◆ Items from a dataset
==============================

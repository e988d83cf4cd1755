//! Quickstart CLI: turn a tool's web page into runnable Docker bootstrap scripts.
//!
//! Fetches a URL, asks a content extractor which tool the page describes, and
//! prints a Bash script and a Docker Compose snippet for running it.

mod commands;

use std::process::ExitCode;

use clap::Parser;
use color_eyre::eyre::Result;

use commands::Cli;

#[tokio::main]
async fn main() -> Result<ExitCode> {
    color_eyre::install()?;
    let cli = Cli::parse();
    commands::init_tracing(&cli);
    commands::run(cli).await
}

==============================

The records above should be transcribed in full, with no differences.

◆ Result
repository e988d83cf4cd1755
//! Quickstart CLI: turn a tool's web page into runnable Docker bootstrap scripts.
//!
//! Fetches a URL, asks a content extractor which tool the page describes, and
//! prints a Bash script and a Docker Compose snippet for running it.

mod commands;

use std::process::ExitCode;

use clap::Parser;
use color_eyre::eyre::Result;

use commands::Cli;

#[tokio::main]
async fn main() -> Result<ExitCode> {
    color_eyre::install()?;
    let cli = Cli::parse();
    commands::init_tracing(&cli);
    commands::run(cli).await
}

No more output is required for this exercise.